> _Work request_: Would you show every line from the records that holds "struct"?

> _Information given_:

· · · ·

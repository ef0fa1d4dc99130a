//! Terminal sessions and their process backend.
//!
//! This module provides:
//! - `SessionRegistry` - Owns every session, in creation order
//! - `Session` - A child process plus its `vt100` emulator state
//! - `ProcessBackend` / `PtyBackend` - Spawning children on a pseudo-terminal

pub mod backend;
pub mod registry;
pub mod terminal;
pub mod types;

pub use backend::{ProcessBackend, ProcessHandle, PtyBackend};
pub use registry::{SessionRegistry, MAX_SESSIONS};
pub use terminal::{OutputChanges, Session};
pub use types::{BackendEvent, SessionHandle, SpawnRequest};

· · · ·

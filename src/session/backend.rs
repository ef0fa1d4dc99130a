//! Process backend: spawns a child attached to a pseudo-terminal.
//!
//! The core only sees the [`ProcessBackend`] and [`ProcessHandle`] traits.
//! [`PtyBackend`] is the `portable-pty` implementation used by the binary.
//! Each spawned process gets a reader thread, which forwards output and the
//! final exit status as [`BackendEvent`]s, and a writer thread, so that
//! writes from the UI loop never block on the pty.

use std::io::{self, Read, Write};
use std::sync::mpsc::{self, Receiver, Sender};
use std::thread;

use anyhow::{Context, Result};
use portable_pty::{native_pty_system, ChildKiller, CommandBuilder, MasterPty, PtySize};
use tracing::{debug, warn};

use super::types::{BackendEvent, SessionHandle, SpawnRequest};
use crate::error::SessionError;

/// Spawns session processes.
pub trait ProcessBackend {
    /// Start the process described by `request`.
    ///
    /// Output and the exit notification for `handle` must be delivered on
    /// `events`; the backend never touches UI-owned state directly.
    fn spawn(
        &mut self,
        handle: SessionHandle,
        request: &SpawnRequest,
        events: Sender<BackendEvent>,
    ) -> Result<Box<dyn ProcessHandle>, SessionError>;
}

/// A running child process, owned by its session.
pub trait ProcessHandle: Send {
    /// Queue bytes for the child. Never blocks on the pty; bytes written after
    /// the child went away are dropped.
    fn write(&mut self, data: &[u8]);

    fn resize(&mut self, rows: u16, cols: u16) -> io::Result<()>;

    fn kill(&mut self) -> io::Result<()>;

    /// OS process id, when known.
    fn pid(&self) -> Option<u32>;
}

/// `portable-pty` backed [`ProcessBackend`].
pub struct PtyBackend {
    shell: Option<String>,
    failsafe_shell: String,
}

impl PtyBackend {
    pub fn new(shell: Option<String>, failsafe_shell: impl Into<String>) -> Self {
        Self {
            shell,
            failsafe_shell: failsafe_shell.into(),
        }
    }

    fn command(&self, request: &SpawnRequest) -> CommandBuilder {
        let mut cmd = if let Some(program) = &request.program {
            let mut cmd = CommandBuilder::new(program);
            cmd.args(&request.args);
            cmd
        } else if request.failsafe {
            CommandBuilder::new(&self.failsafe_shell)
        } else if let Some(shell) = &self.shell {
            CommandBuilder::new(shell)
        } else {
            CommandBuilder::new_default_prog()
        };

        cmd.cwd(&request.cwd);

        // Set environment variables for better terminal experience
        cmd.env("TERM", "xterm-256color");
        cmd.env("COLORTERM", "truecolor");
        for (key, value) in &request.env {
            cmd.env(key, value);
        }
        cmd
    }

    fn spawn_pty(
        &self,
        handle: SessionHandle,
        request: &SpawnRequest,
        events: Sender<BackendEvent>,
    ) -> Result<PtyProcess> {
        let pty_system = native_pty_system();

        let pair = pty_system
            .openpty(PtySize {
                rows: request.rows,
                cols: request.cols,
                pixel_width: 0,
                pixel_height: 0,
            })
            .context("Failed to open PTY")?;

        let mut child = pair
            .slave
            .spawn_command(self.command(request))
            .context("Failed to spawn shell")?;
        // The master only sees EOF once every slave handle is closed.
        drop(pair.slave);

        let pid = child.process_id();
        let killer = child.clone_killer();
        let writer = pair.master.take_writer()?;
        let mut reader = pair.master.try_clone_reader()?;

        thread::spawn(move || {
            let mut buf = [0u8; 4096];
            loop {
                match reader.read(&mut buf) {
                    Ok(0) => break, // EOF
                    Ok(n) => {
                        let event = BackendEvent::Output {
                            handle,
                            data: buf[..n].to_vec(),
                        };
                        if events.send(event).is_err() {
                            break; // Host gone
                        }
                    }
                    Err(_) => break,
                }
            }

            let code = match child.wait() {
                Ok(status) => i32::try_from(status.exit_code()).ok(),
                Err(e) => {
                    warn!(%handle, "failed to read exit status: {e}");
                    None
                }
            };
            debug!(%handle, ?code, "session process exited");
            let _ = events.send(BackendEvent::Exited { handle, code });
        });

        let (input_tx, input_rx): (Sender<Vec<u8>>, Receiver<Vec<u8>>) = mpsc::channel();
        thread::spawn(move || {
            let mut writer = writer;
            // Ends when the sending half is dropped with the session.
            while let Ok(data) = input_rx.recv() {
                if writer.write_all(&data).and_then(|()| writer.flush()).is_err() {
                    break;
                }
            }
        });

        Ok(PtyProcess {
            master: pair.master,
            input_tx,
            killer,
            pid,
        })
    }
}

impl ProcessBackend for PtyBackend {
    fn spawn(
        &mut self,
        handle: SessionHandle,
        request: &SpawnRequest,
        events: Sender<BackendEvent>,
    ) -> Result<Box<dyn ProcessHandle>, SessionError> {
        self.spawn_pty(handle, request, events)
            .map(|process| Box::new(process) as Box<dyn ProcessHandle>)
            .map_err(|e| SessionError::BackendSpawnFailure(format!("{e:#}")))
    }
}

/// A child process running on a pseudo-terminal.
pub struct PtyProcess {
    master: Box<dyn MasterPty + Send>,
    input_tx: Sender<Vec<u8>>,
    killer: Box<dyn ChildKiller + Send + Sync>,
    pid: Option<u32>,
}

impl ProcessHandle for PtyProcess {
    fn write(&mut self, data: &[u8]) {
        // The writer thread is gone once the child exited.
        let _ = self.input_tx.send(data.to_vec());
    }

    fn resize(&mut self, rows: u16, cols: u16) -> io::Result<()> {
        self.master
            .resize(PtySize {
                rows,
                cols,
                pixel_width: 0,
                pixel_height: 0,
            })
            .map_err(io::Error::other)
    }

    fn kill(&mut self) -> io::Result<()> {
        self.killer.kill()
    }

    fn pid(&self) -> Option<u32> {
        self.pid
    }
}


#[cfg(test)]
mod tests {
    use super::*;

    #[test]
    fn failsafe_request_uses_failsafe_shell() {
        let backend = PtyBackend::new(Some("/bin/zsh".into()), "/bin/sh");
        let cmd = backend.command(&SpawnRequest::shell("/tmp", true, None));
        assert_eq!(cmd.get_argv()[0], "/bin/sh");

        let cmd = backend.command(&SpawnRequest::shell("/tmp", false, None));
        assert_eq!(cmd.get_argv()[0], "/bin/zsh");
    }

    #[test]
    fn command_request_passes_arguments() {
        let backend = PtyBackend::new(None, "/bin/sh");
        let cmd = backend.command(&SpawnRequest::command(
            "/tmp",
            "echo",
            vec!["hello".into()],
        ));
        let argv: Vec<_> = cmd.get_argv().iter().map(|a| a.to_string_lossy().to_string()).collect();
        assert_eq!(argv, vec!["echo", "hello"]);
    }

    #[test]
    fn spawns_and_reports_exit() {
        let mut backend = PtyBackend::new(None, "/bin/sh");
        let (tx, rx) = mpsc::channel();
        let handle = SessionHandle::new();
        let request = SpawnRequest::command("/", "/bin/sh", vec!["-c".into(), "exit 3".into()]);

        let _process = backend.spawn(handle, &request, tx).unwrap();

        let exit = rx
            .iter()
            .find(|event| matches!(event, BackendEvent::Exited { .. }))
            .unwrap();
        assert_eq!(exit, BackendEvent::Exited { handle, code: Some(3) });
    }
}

· · · ·

> _Problem solution_:
pub struct PtyBackend {
pub struct PtyProcess {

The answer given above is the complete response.